Sie dürfen nicht vergessen, dass Sie noch zusätzlich Notar- und Steuerkosten zu bezahlen haben, auch eine Zeit lang die doppelte Belastung aus Miete und Kreditraten tragen.

5.
Zum Schluss wird das geplante Gebäude für den KfW Standard und wenn gewünscht auch im PHPP vom Passivhausplaner berechnet. Die Hälfte der Kosten können Sie von der KfW Bank zurückbekommen.

6.
Ein spezieller Punkt für die Passivhaus Bauherren: lassen Sie Ihr Haus zertifizieren. Die Zertifizierung gibt Ihnen die Gewissheit, dass die Pläne und Berechnungen stimmen. Sie kostet um die 3.000 Euro und die Hälfte wird von der KfW Bank zurück erstattet. Wichtig: die Zertifizierung fängt vor dem Bauen an, indem die Baupläne überprüft und wenn nötig nachgebessert werden!

7.
Mit der Kostenzusammensetzung und dem KfW (und PHPP) Nachweis gehen Sie wieder zum Finanzberater.
Er berechnet die Kredithöhe und Rate mit aktuellem Zinssatz. Die Bank prüft jetzt Ihre Kreditwürdigkeit (Kontoauszüge, Lohnabrechnungen, Einnahmen, letzte Steuererklärung, Schufa).
Die KfW und PHPP Nachweise dienen der günstigen KfW Finanzierung (Nr. 153). Aktuell können Sie bis zu 100.000 Euro zum niedrigen Zinssatz bekommen sowie im Falle eines Passivhauses mit einer Photovoltaikanlage (KfW 40 +) bis zu 15.000 Euro Tilgungszuschuss.

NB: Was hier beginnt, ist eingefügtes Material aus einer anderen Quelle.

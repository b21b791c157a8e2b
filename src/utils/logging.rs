//! Logging utilities for the application
//!
//! This module sets up `tracing_subscriber` for the application. Records emitted through the
//! `log` facade are bridged into the same subscriber.
//!
//! Behaviour is driven by environment variables:
//! - `LOG_MODE`: `stdout` (default) or `file`
//! - `LOG_LEVEL`: filter directive such as `info` or `chain_node_toolkit=debug`, falling back to
//!   `RUST_LOG` and then to `info`
//! - `LOG_DATA_DIR`: directory for daily rolling log files when `LOG_MODE=file`
use std::env;
use tracing_subscriber::{filter::EnvFilter, fmt, prelude::*};

use crate::utils::constants::{DEFAULT_LOG_DIR, LOG_FILE_NAME};

type LoggingResult = Result<(), Box<dyn std::error::Error + Send + Sync + 'static>>;

/// Setup logging for the application
///
/// Logs go to stdout unless `LOG_MODE=file`, in which case they are written to a daily rolling
/// file under `LOG_DATA_DIR`.
pub fn setup_logging() -> LoggingResult {
	let file_mode = env::var("LOG_MODE")
		.map(|mode| mode.eq_ignore_ascii_case("file"))
		.unwrap_or(false);

	if file_mode {
		let log_dir = env::var("LOG_DATA_DIR").unwrap_or_else(|_| DEFAULT_LOG_DIR.to_string());
		std::fs::create_dir_all(&log_dir)?;
		let appender = tracing_appender::rolling::daily(log_dir, LOG_FILE_NAME);
		setup_logging_with_writer(appender, false)
	} else {
		setup_logging_with_writer(std::io::stdout, true)
	}
}

/// Builds the level filter from `LOG_LEVEL`, then `RUST_LOG`, defaulting to INFO
fn log_filter() -> EnvFilter {
	match env::var("LOG_LEVEL") {
		Ok(level) => EnvFilter::try_new(level).unwrap_or_else(|_| EnvFilter::new("info")),
		Err(_) => EnvFilter::try_from_default_env().unwrap_or_else(|_| EnvFilter::new("info")),
	}
}

/// Setup logging for the application with a custom writer
pub fn setup_logging_with_writer<W>(writer: W, ansi: bool) -> LoggingResult
where
	W: for<'writer> tracing_subscriber::fmt::MakeWriter<'writer> + Send + Sync + 'static,
{
	tracing_subscriber::registry()
		.with(log_filter())
		.with(
			fmt::layer()
				.with_writer(writer)
				.event_format(
					fmt::format()
						.with_level(true)
						.with_target(true)
						.with_thread_ids(false)
						.with_thread_names(false)
						.with_ansi(ansi)
						.compact(),
				)
				.fmt_fields(fmt::format::PrettyFields::new()),
		)
		.try_init()?;
	Ok(())
}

Wenn der Finanzierungsbedarf hoch ist, wird das Wert des Hauses geschätzt.
Danach erhalten Sie ein Angebot von der Bank oder eine Absage. Im zweiten Fall wird eine andere Bank kontaktiert. Je mehr Banken absagen, desto schwieriger wird es.
Endlich ist Ihre Finanzierung gesichert.

8.
Sie kaufen das Grundstück beim Notar. Die Bank wird ins Grundbuch eingetragen.

9.
Sie machen eine Bemusterung und unterschreiben den Bauvertrag (legen Sie die Bauzeit fest und/oder legen Sie den Vertrag Ihrem Anwalt für Baurecht zur Überprüfung vor).

10.
Sie klären die Details ab, Ihre Garage, Außenanlagen sowie die Küche oder Photovoltaikanlage muss in der Planung berücksichtigt werden. Es wird die Baugenehmigung mit den ganzen Plänen beantragt. Sie kümmern sich um die Hausanschlüsse, Baustrom, Bauwasser usw.

11.
vielleicht suchen Sie noch einen Sachverständiger für die Baubegleitung (große Empfehlung von mir!)

12.
Endlich wird es gebaut!

Der ganze Vorgang dauert meistens viel länger als man denkt. Auch wenn Fertighäuser schnell gebaut werden, ihre sorgfältige Planung nimmt viel Zeit in Anspruch. Wir haben für all diese Punkte ein ganzes Jahr gebraucht.